3月30日 ゴッホのひまわりが落札された日

 やあやあ諸君。

 私の名はいずく。いずくかけると申す者だ。


 諸君らは今日と言う日を如何にお過ごしだろうか。日々は刻一刻と進む二十四時間の連鎖であるが、それは円環ではなく螺旋であり、繰り返しではなく積み重ねである。だがしかし、中にはどうもそれを理解していない者が多い。

 私の話を聞き入れ、今日と呼ばれる日が先人達が積み重ねた如何なる日なのかを知らば、諸君らの過ごす毎日にも色が付くのやも知れぬ。




 諸君らは美術展に興味はあるだろうか。私はと言うとまったくと言っていいほど無い。たまたま出先の百貨店などで行われていた個展などへと足を運んだはいいものの、実際見回ってみるとどの作品のどの部分が優れているのかまるでわからない。芸術を楽しむためには芸術を楽しめる目を持たなければいけないと知らされたからだ。
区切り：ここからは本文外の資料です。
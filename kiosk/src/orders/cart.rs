//! Cart Model
//!
//! Ordered list of selected menu entries. Entry ids are unique and every
//! stored quantity is >= 1; totals are derived on every read.

use super::money;
use shared::{CartItem, MenuItem};

#[derive(Debug, Clone, Default, PartialEq)]
pub struct Cart {
    items: Vec<CartItem>,
}

impl Cart {
    pub fn new() -> Self {
        Self::default()
    }

    /// Cart holding exactly these entries (e.g. a past order being reordered)
    ///
    /// Entries with quantity 0 are dropped and repeated ids are merged so the
    /// cart invariants hold even for hand-edited records.
    pub fn from_items(items: Vec<CartItem>) -> Self {
        let mut cart = Self::new();
        for entry in items {
            if entry.quantity == 0 {
                continue;
            }
            match cart.items.iter_mut().find(|i| i.id() == entry.id()) {
                Some(existing) => existing.quantity += entry.quantity,
                None => cart.items.push(entry),
            }
        }
        cart
    }

    /// Add one unit: bumps the quantity if present, else appends with quantity 1
    pub fn add(&mut self, item: &MenuItem) {
        match self.items.iter_mut().find(|i| i.id() == item.id) {
            Some(existing) => existing.quantity += 1,
            None => self.items.push(CartItem::new(item.clone())),
        }
    }

    /// Replace the quantity; 0 removes the entry. Unknown ids are ignored.
    pub fn set_quantity(&mut self, item_id: &str, quantity: u32) {
        if quantity == 0 {
            self.remove(item_id);
            return;
        }
        if let Some(existing) = self.items.iter_mut().find(|i| i.id() == item_id) {
            existing.quantity = quantity;
        }
    }

    /// Remove one unit (the menu's "-" button)
    pub fn decrement(&mut self, item_id: &str) {
        let current = self.quantity_of(item_id);
        if current > 0 {
            self.set_quantity(item_id, current - 1);
        }
    }

    /// Delete the entry regardless of quantity
    pub fn remove(&mut self, item_id: &str) {
        self.items.retain(|i| i.id() != item_id);
    }

    /// Replace the entry's note; blank text clears it
    pub fn set_instructions(&mut self, item_id: &str, instructions: &str) {
        if let Some(existing) = self.items.iter_mut().find(|i| i.id() == item_id) {
            existing.special_instructions = if instructions.trim().is_empty() {
                None
            } else {
                Some(instructions.to_string())
            };
        }
    }

    pub fn clear(&mut self) {
        self.items.clear();
    }

    pub fn items(&self) -> &[CartItem] {
        &self.items
    }

    pub fn get(&self, item_id: &str) -> Option<&CartItem> {
        self.items.iter().find(|i| i.id() == item_id)
    }

    pub fn is_empty(&self) -> bool {
        self.items.is_empty()
    }

    /// Quantity of one menu entry, 0 when absent
    pub fn quantity_of(&self, item_id: &str) -> u32 {
        self.get(item_id).map(|i| i.quantity).unwrap_or(0)
    }

    /// Σ quantities
    pub fn item_count(&self) -> u32 {
        self.items.iter().map(|i| i.quantity).sum()
    }

    pub fn line_subtotal(&self, item_id: &str) -> f64 {
        self.get(item_id)
            .map(|i| money::to_f64(money::line_subtotal(i)))
            .unwrap_or(0.0)
    }

    /// Σ price × quantity
    pub fn total(&self) -> f64 {
        money::to_f64(money::items_total(&self.items))
    }
}
use core::fmt;

/// The error type for heap operations.
///
/// A failed operation never leaves partial side effects.
#[derive(Debug, Clone, Copy, PartialEq, Eq)]
#[non_exhaustive]
pub enum AllocError {
    /// The requested size is zero or exceeds [`MAX_REQUEST`].
    ///
    /// [`MAX_REQUEST`]: crate::MAX_REQUEST
    InvalidRequest,
    /// No group has a free block large enough.
    OutOfMemory,
    /// The heap has no group, either because discovery did not run yet or
    /// because it found no RAM bank.
    Uninitialized,
    /// Discovery was already performed for this heap.
    AlreadyInitialized,
    /// The address is not the payload start of any block of this heap.
    ForeignAddress,
    /// The block is already free.
    DoubleRelease,
    /// The handle refers to a block that was released.
    StaleHandle,
}

impl fmt::Display for AllocError {
    fn fmt(&self, f: &mut fmt::Formatter<'_>) -> fmt::Result {
        f.write_str(match self {
            Self::InvalidRequest => "invalid allocation size",
            Self::OutOfMemory => "out of memory",
            Self::Uninitialized => "heap has no RAM bank",
            Self::AlreadyInitialized => "heap is already initialized",
            Self::ForeignAddress => "address was not returned by this heap",
            Self::DoubleRelease => "block is already free",
            Self::StaleHandle => "handle refers to a released block",
        })
    }
}

#[rustversion::since(1.81)]
impl core::error::Error for AllocError {}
本日、2017年3月30日は『ゴッホのひまわりが落札された日』だ。


 ピカソと並んで有名な画家、ゴッホ。さすがにその名を知らぬ者はいないだろう。自画像を好んで描いたゴッホの代表作、ひまわりは世に何枚か存在しているが、その内の一枚が落札されたのが1987年。安田火災海上保険が落札者であり、値段はなんと54億円であった。


 たった一枚の絵画が54億円である。一体どんな絵なのかと調べてみた所、なんの変哲もないひまわりが描かれているだけの絵画である。もしゴミ捨て場にこのひまわりが置かれていたとしても、誰もその値打ちに気付かずパッカー車に載せられるだろう。しかし、世の中見る人が見れば大金を投じても手に入れたいものであるのだから、人の価値観と言うのはあてにならないものである。
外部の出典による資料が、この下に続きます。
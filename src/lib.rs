//! This crate implements a banked first-fit heap for bare-metal firmware.
//!
//!  - **Memory comes from fixed-size RAM banks.** The heap inspects a bank
//!    configuration register value and turns every 32 KiB bank assigned to
//!    general-purpose RAM into an independent allocation group.
//!
//!  - **Free space is recombined on every release.** A released block is
//!    merged with its free neighbors, so two adjacent free blocks never
//!    coexist.
//!
//!  - **Relocatable allocations can be compacted.** Allocations made through
//!    [`Heap::allocate_movable`] are addressed by a [`Handle`] and may be
//!    slid toward the start of their bank by [`Heap::compact`]. Plain
//!    allocations never move.
//!
//!  - **This crate supports `#![no_std]`.** Block headers are kept in a
//!    fixed-capacity table inside the [`Heap`] value, which can live in a
//!    `static`.
//!
//! # Examples
//!
//! ```rust
//! use bankheap::{BankConfig, Heap, BANK_SIZE};
//! use std::mem::MaybeUninit;
//!
//! let mut pool = vec![MaybeUninit::uninit(); BANK_SIZE * 2];
//!
//! // Banks 0 and 1 are general-purpose RAM.
//! let banks = BankConfig::from_raw(0b10_10);
//! let mut heap: Heap<'_> = Heap::INIT;
//! assert_eq!(heap.discover_in(&mut pool, banks), Ok(2));
//!
//! let ptr = heap.allocate(100).unwrap();
//! unsafe { ptr.as_ptr().write_bytes(0x5a, 100) };
//! heap.release(ptr).unwrap();
//! ```
//!
//! # Details
//!
//! ## Memory Layout
//!
//! The first [`GROUP_HDR_SIZE`] bytes of each bank are reserved for the group
//! header, and every block is preceded by [`BLOCK_HDR_SIZE`] reserved bytes.
//! The header contents live in the [`Heap`] value rather than in the bank
//! itself, but the reserved bytes keep the address arithmetic identical:
//! the payload of a block starts exactly one header after the block, and the
//! next block starts exactly where the previous payload ends.
//!
//! ## Reentrancy
//!
//! Every mutating method of [`Heap`] takes `&mut self`. [`GlobalHeap`]
//! serializes access through a [`RawLock`]; on a single-core
//! microcontroller the lock should mask interrupts.
//!
#![no_std]
#![cfg_attr(feature = "doc_cfg", feature(doc_cfg))]

mod bank;
mod block;
mod error;
mod global;
mod group;
mod heap;
mod init;
mod region;
pub use self::{
    bank::{BankConfig, BankKind},
    block::{BlockInfo, Handle, BLOCK_HDR_SIZE},
    error::AllocError,
    global::*,
    group::{CompactReport, GroupStats, GROUP_HDR_SIZE},
    heap::{Cursor, Heap, DEFAULT_MAX_BLOCKS, MAX_REQUEST},
    init::*,
    region::{Region, BANK_COUNT, BANK_SIZE},
};

#[cfg(any(test, feature = "std"))]
extern crate std;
 だが、これはゴッホが書いたから価値が出ているという見方もある。例えば私がこのひまわりとまったく同じ絵を描いたとして、それが売れるだろうか。私のこの小説も村上春樹や西尾維新が書いたと言えば、突如にPVが増えるのではないだろうか。世にはヴィトンやグッチやプラダといった高級ブランドが存在しているが、その品物よりも高価なもの、価値が高いものであると言った先入観が人の購入意欲をそそるのではないだろうか。


 実際、ゴッホの絵画は生前誰にも見向きもされなかったと言う。彼の絵画に高値が付きだしたのは、ピストルで自殺を遂げた後。つまりは、彼の劇的な人生こそがこの絵画の価値を一気に跳ね上げたのかもしれない。
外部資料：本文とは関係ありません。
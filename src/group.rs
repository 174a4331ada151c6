//! Heap groups: one per RAM bank
use crate::{
    block::{Block, BlockInfo, Slot, SlotIdx, BLOCK_HDR_SIZE},
    error::AllocError,
    region::BANK_SIZE,
};

mod compact;
pub use self::compact::CompactReport;
pub(crate) use self::compact::Relocation;

/// The number of bytes reserved at the start of every bank for the group
/// header.
pub const GROUP_HDR_SIZE: usize = 16;

const HDR: u16 = BLOCK_HDR_SIZE as u16;

// Offsets and payload sizes are stored in 16 bits
const _: () = assert!(BANK_SIZE <= 1 << 16);

/// The allocation domain for one bank.
///
#[doc = svgbobdoc::transform!(
/// ```svgbob
///  base                                                        base + BANK_SIZE
///   |                                                                  |
///   v                                                                  v
///   +--------+--------+-----------+--------+---------+--------+--------+
///   | group  | block  |  payload  | block  | payload | block  |payload |
///   | header | header |  (used)   | header | (free)  | header |(used)  |
///   +--------+--------+-----------+--------+---------+--------+--------+
///                 ^  |                ^  |               ^
///                 |  '----------------'  '---------------'  next
///                 '----------------------'                  prev
/// ```
)]
///
/// The blocks are linked in address order and tile the bank without gaps:
/// each block starts exactly where the previous block's payload ends.
/// Two adjacent blocks are never both free.
#[derive(Debug)]
pub(crate) struct Group<const N: usize> {
    pub id: u8,
    /// The absolute address of the bank.
    pub base: usize,
    pub prev: Option<u8>,
    pub next: Option<u8>,
    first: Option<SlotIdx>,
    free_size: usize,
    used_size: usize,
    free_blocks: u16,
    used_blocks: u16,
    slots: [Slot; N],
}

/// A snapshot of a group's accounting.
#[derive(Debug, Clone, Copy, PartialEq, Eq)]
pub struct GroupStats {
    pub id: u8,
    /// The absolute address of the bank.
    pub base: usize,
    /// The bytes available for blocks (headers and payloads), i.e., the bank
    /// size minus the group header.
    pub total_size: usize,
    /// The sum of free payload sizes.
    pub free_size: usize,
    /// The sum of used payload sizes.
    pub used_size: usize,
    pub free_blocks: usize,
    pub used_blocks: usize,
    /// The payload size of the largest free block.
    pub largest_free: usize,
}

impl GroupStats {
    /// The bytes taken up by block headers.
    #[inline]
    pub fn overhead(&self) -> usize {
        (self.free_blocks + self.used_blocks) * BLOCK_HDR_SIZE
    }
}

impl<const N: usize> Group<N> {
    /// The bytes available for blocks.
    pub const TOTAL_SIZE: usize = BANK_SIZE - GROUP_HDR_SIZE;

    /// The payload size of the single free block of a fresh group.
    pub const INITIAL_PAYLOAD: usize = Self::TOTAL_SIZE - BLOCK_HDR_SIZE;

    /// Create a group whose whole bank is one free block.
    pub fn new(id: u8, base: usize) -> Self {
        let mut slots = [Slot::VACANT; N];
        slots[0].block = Some(Block {
            offset: GROUP_HDR_SIZE as u16,
            size: Self::INITIAL_PAYLOAD as u16,
            prev: None,
            next: None,
            free: true,
            group: id,
            movable: false,
        });
        Self {
            id,
            base,
            prev: None,
            next: None,
            first: Some(0),
            free_size: Self::INITIAL_PAYLOAD,
            used_size: 0,
            free_blocks: 1,
            used_blocks: 0,
            slots,
        }
    }

    #[inline]
    pub fn free_blocks(&self) -> u16 {
        self.free_blocks
    }

    #[inline]
    pub fn used_blocks(&self) -> u16 {
        self.used_blocks
    }

    #[inline]
    pub fn block(&self, i: SlotIdx) -> &Block {
        match &self.slots[i as usize].block {
            Some(block) => block,
            None => unreachable!("slot {} is linked but vacant", i),
        }
    }

    #[inline]
    fn block_mut(&mut self, i: SlotIdx) -> &mut Block {
        match &mut self.slots[i as usize].block {
            Some(block) => block,
            None => unreachable!("slot {} is linked but vacant", i),
        }
    }

    /// Get the occupant of slot `i`, if any.
    #[inline]
    pub fn get(&self, i: SlotIdx) -> Option<&Block> {
        self.slots.get(i as usize)?.block.as_ref()
    }

    #[inline]
    pub fn generation(&self, i: SlotIdx) -> u32 {
        self.slots[i as usize].generation
    }

    fn vacant_slot(&self) -> Option<SlotIdx> {
        self.slots
            .iter()
            .position(|slot| slot.block.is_none())
            .map(|i| i as SlotIdx)
    }

    fn vacate(&mut self, i: SlotIdx) {
        let slot = &mut self.slots[i as usize];
        debug_assert!(slot.block.is_some());
        slot.block = None;
        slot.generation = slot.generation.wrapping_add(1);
    }

    /// Iterate over the linked blocks in address order.
    pub fn entries(&self) -> Entries<'_, N> {
        Entries {
            group: self,
            cur: self.first,
        }
    }

    pub fn blocks(&self) -> impl Iterator<Item = BlockInfo> + '_ {
        let base = self.base;
        self.entries().map(move |(_, block)| BlockInfo::new(base, block))
    }

    pub fn largest_free(&self) -> usize {
        self.entries()
            .filter(|(_, block)| block.free)
            .map(|(_, block)| block.size as usize)
            .max()
            .unwrap_or(0)
    }

    pub fn stats(&self) -> GroupStats {
        GroupStats {
            id: self.id,
            base: self.base,
            total_size: Self::TOTAL_SIZE,
            free_size: self.free_size,
            used_size: self.used_size,
            free_blocks: self.free_blocks as usize,
            used_blocks: self.used_blocks as usize,
            largest_free: self.largest_free(),
        }
    }

    /// Find the first free block that can hold `size` bytes and turn it into a
    /// used block, splitting off the excess as a new free block.
    ///
    /// Returns `None` without changing anything if no free block is large
    /// enough. A full header table never causes a failure.
    pub fn first_fit(&mut self, size: u16, movable: bool) -> Option<SlotIdx> {
        debug_assert_ne!(size, 0);
        let mut cur = self.first;
        while let Some(i) = cur {
            let block = *self.block(i);
            cur = block.next;

            if !block.free || block.size < size {
                continue;
            }

            // Carve a new header out of the tail only if it leaves a non-empty
            // payload behind and a header slot is left to describe it;
            // otherwise the whole block is handed out.
            if block.size - size > HDR {
                match self.vacant_slot() {
                    Some(tail) => self.split(i, tail, size),
                    None => log::debug!(
                        "group {}: header table is full; handing out all {} bytes of block {}",
                        self.id,
                        block.size,
                        i
                    ),
                }
            }

            self.mark_used(i, movable);
            return Some(i);
        }
        None
    }

    /// Shrink the free block `i` to `size` bytes and link a new free block
    /// occupying slot `tail` right after it.
    fn split(&mut self, i: SlotIdx, tail: SlotIdx, size: u16) {
        let id = self.id;
        let block = self.block_mut(i);
        debug_assert!(block.free);
        debug_assert!(block.size - size > HDR);

        let new_block = Block {
            offset: block.offset + HDR + size,
            size: block.size - size - HDR,
            prev: Some(i),
            next: block.next,
            free: true,
            group: id,
            movable: false,
        };
        block.size = size;
        block.next = Some(tail);

        if let Some(next) = new_block.next {
            self.block_mut(next).prev = Some(tail);
        }
        self.slots[tail as usize].block = Some(new_block);

        self.free_blocks += 1;
        self.free_size -= BLOCK_HDR_SIZE;
    }

    fn mark_used(&mut self, i: SlotIdx, movable: bool) {
        let block = self.block_mut(i);
        debug_assert!(block.free);
        block.free = false;
        block.movable = movable;
        let size = block.size as usize;

        self.free_blocks -= 1;
        self.used_blocks += 1;
        self.free_size -= size;
        self.used_size += size;
    }

    /// Find the used block whose payload starts at `offset`.
    pub fn find_used(&self, offset: usize) -> Result<SlotIdx, AllocError> {
        for (i, block) in self.entries() {
            let payload = block.payload_offset();
            if payload == offset {
                debug_assert_eq!(block.group, self.id);
                return if block.free {
                    Err(AllocError::DoubleRelease)
                } else {
                    Ok(i)
                };
            } else if payload > offset {
                break;
            }
        }
        Err(AllocError::ForeignAddress)
    }

    /// Turn the used block `i` into a free block and merge it with its free
    /// neighbors. Returns the slot of the resulting free block.
    pub fn release(&mut self, i: SlotIdx) -> SlotIdx {
        let block = self.block_mut(i);
        debug_assert!(!block.free);
        block.free = true;
        block.movable = false;
        let size = block.size as usize;

        // Handles to the old occupant must not resolve to a future one
        let slot = &mut self.slots[i as usize];
        slot.generation = slot.generation.wrapping_add(1);

        self.used_blocks -= 1;
        self.free_blocks += 1;
        self.used_size -= size;
        self.free_size += size;

        self.coalesce(i)
    }

    /// Merge the free block `i` with the free blocks following it, then merge
    /// the result into the free blocks preceding it. Returns the slot of the
    /// resulting free block.
    ///
    /// The forward merge must come first so that the backward merge absorbs
    /// the already-enlarged block.
    fn coalesce(&mut self, mut i: SlotIdx) -> SlotIdx {
        debug_assert!(self.block(i).free);

        while let Some(next) = self.block(i).next {
            if !self.block(next).free {
                break;
            }
            self.absorb_next(i);
        }

        while let Some(prev) = self.block(i).prev {
            if !self.block(prev).free {
                break;
            }
            self.absorb_next(prev);
            i = prev;
        }

        i
    }

    /// Merge the free block following `i` into `i`, reclaiming its header.
    fn absorb_next(&mut self, i: SlotIdx) {
        let next = match self.block(i).next {
            Some(next) => next,
            None => unreachable!(),
        };
        let absorbed = *self.block(next);
        debug_assert!(self.block(i).free && absorbed.free);
        debug_assert_eq!(self.block(i).end(), absorbed.offset as usize);

        let block = self.block_mut(i);
        block.size += HDR + absorbed.size;
        block.next = absorbed.next;
        if let Some(after) = absorbed.next {
            self.block_mut(after).prev = Some(i);
        }
        self.vacate(next);

        log::trace!(
            "group {}: merged block at {:#x} into block {}",
            self.id,
            absorbed.offset,
            i
        );

        self.free_blocks -= 1;
        self.free_size += BLOCK_HDR_SIZE;
    }
}

/// Iterator over a group's linked blocks.
pub(crate) struct Entries<'a, const N: usize> {
    group: &'a Group<N>,
    cur: Option<SlotIdx>,
}

impl<'a, const N: usize> Iterator for Entries<'a, N> {
    type Item = (SlotIdx, &'a Block);

    #[inline]
    fn next(&mut self) -> Option<Self::Item> {
        let i = self.cur?;
        let block = self.group.block(i);
        self.cur = block.next;
        Some((i, block))
    }
}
 ならば、私もピストル自殺を図れば、その翌年にはこの小説も書籍化されてもおかしくはない。だがやはり、そこに自分がいなければ何も面白くない。私は高値が付かずとも、名を残さずとも、見てくれる人の反応が楽しめる事がなによりの原動力であると考えているからだ。




 今日はゴッホのひまわりが落札された日、特別な一日である。

 我々は本日を祝福し過ごさねばならないだろう。